Saved data entries
__________
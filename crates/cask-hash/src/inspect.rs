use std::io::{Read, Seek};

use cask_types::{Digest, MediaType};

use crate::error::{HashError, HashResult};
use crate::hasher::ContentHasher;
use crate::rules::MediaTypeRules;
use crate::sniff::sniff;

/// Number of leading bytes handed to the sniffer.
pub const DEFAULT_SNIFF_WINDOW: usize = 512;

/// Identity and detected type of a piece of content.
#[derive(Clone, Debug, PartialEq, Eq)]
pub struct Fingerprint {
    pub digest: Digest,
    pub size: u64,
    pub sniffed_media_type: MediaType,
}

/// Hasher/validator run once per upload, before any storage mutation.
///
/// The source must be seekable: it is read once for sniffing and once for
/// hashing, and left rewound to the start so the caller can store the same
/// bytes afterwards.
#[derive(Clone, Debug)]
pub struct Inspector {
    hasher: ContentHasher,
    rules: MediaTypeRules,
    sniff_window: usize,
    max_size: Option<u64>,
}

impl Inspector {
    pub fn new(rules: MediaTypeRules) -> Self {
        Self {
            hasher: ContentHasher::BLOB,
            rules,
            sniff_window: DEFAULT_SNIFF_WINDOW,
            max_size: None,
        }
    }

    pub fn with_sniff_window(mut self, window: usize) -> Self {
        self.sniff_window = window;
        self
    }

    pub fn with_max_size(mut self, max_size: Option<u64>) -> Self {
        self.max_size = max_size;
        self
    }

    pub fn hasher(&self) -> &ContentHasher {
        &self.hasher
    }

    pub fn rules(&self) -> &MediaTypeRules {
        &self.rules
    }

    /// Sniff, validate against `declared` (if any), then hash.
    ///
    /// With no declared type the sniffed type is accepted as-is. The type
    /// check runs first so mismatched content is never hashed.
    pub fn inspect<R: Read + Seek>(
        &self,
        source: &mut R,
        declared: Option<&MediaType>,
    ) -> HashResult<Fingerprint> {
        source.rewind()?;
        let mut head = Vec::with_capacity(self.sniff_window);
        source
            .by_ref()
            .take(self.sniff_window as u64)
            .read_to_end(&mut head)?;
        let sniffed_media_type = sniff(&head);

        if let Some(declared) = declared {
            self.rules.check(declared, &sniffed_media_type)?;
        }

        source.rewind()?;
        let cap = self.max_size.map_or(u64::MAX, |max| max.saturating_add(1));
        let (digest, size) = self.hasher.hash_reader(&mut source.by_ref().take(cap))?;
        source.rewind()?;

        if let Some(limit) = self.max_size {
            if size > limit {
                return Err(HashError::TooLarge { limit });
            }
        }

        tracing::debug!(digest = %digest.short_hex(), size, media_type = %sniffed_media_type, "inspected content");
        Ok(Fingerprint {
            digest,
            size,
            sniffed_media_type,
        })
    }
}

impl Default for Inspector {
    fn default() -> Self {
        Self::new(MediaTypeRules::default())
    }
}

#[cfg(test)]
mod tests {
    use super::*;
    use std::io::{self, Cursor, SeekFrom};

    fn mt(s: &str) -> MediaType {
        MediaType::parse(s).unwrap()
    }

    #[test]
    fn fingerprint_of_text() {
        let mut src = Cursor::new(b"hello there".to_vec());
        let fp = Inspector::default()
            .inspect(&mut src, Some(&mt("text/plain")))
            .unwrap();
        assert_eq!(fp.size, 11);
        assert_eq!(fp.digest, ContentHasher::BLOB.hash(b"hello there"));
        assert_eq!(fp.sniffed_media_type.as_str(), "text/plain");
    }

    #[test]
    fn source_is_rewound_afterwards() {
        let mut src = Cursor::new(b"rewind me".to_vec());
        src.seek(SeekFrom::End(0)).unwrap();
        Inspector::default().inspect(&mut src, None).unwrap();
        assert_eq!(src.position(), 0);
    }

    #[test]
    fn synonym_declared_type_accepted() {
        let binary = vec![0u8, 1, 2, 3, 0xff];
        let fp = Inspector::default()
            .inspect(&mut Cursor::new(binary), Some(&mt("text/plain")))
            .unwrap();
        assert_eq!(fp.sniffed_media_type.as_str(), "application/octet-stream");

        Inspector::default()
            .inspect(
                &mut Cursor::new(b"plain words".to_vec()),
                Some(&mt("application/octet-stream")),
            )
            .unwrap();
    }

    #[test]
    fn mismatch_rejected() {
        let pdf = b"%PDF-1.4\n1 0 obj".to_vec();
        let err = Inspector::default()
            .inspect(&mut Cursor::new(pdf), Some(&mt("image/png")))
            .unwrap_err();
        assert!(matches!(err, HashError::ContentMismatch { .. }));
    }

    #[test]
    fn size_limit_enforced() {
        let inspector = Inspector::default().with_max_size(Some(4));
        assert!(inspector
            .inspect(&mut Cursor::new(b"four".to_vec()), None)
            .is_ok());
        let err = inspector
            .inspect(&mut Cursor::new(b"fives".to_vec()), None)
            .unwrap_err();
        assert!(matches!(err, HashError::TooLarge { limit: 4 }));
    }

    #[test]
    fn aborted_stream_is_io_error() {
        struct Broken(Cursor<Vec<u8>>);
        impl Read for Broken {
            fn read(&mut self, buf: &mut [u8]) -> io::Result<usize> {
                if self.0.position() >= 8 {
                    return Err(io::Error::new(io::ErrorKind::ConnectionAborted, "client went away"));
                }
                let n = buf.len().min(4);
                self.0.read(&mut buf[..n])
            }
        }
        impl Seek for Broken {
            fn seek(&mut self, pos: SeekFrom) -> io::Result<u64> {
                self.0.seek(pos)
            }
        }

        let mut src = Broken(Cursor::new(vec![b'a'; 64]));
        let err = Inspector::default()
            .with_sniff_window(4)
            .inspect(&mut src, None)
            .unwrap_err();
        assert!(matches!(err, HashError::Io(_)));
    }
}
__________
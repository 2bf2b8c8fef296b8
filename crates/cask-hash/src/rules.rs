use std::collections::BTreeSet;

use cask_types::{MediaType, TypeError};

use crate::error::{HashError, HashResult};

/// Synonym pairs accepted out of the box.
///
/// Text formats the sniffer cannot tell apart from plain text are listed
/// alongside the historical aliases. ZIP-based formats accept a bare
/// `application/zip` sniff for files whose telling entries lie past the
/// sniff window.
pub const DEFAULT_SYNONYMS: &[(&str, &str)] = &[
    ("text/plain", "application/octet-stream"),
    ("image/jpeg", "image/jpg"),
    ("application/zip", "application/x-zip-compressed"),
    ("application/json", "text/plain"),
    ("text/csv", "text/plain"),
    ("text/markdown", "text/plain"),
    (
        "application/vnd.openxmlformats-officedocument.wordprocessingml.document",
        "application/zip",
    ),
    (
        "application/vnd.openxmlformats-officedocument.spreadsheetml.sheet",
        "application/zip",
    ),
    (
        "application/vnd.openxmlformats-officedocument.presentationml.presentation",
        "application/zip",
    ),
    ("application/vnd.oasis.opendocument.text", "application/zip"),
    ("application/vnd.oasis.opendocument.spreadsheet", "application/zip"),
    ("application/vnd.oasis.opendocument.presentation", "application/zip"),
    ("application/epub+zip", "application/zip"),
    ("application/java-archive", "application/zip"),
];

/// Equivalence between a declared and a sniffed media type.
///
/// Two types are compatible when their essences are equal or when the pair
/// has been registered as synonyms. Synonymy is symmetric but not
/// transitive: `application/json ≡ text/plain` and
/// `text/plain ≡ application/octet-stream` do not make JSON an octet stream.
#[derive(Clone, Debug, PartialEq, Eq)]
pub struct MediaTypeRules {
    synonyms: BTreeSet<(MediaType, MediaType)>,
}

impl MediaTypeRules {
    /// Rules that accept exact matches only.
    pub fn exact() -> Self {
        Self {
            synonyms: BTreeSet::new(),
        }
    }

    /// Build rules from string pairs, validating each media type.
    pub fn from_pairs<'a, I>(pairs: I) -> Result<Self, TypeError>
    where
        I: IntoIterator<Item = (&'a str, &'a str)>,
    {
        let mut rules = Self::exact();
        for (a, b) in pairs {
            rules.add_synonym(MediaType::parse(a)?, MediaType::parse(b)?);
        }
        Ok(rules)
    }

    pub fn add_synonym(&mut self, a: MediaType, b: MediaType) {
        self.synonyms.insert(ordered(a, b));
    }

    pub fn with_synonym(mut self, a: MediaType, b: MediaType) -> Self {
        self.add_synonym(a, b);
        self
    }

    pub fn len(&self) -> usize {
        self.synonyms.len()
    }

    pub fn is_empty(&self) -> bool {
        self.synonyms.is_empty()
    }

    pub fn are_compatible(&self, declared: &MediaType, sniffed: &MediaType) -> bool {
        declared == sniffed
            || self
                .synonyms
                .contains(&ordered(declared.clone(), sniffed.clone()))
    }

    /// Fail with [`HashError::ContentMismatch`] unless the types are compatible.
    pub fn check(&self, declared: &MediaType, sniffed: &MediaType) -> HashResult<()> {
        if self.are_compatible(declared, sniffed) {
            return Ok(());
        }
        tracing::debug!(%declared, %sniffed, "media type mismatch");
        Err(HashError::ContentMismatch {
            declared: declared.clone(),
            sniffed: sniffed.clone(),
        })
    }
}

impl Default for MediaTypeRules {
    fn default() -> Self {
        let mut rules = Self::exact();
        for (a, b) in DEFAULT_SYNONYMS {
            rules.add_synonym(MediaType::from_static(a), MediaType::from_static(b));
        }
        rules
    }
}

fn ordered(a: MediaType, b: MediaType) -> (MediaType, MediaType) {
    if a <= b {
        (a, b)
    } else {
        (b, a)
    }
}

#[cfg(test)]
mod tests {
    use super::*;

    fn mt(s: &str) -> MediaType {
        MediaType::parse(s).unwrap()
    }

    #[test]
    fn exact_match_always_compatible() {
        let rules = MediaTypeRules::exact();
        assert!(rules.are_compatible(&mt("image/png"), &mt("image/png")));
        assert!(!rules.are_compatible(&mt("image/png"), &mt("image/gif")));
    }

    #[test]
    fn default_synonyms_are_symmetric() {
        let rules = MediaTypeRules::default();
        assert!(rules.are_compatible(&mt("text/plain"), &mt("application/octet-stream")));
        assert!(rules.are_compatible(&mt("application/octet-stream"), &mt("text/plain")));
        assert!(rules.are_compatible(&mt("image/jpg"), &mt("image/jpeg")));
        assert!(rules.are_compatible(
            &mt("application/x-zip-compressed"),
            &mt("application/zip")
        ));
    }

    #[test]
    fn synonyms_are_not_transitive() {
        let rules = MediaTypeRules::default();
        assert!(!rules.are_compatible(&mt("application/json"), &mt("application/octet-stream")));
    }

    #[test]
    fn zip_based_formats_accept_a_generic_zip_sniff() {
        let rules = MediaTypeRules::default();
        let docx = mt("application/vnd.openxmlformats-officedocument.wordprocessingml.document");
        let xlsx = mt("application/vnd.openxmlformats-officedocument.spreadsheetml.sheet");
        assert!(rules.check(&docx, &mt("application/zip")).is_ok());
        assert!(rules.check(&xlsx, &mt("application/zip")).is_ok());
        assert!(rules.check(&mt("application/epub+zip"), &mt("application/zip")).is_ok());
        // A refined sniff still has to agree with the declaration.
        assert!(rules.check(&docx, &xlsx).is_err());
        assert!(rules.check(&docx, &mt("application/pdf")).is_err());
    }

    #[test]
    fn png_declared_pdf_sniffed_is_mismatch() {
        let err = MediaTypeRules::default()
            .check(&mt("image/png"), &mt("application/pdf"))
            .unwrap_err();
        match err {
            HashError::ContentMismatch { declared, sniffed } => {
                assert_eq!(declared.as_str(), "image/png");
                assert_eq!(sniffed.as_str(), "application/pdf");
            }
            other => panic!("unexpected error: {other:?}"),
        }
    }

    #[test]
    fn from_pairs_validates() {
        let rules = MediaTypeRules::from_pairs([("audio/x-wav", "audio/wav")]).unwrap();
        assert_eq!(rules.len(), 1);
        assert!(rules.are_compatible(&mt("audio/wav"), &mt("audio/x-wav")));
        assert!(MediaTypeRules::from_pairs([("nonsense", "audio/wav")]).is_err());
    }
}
__________
WHAT YOU HAVE TO DO
Count the lines in the records that include the word "usize". Report the total alone.

ANSWER SPACE
5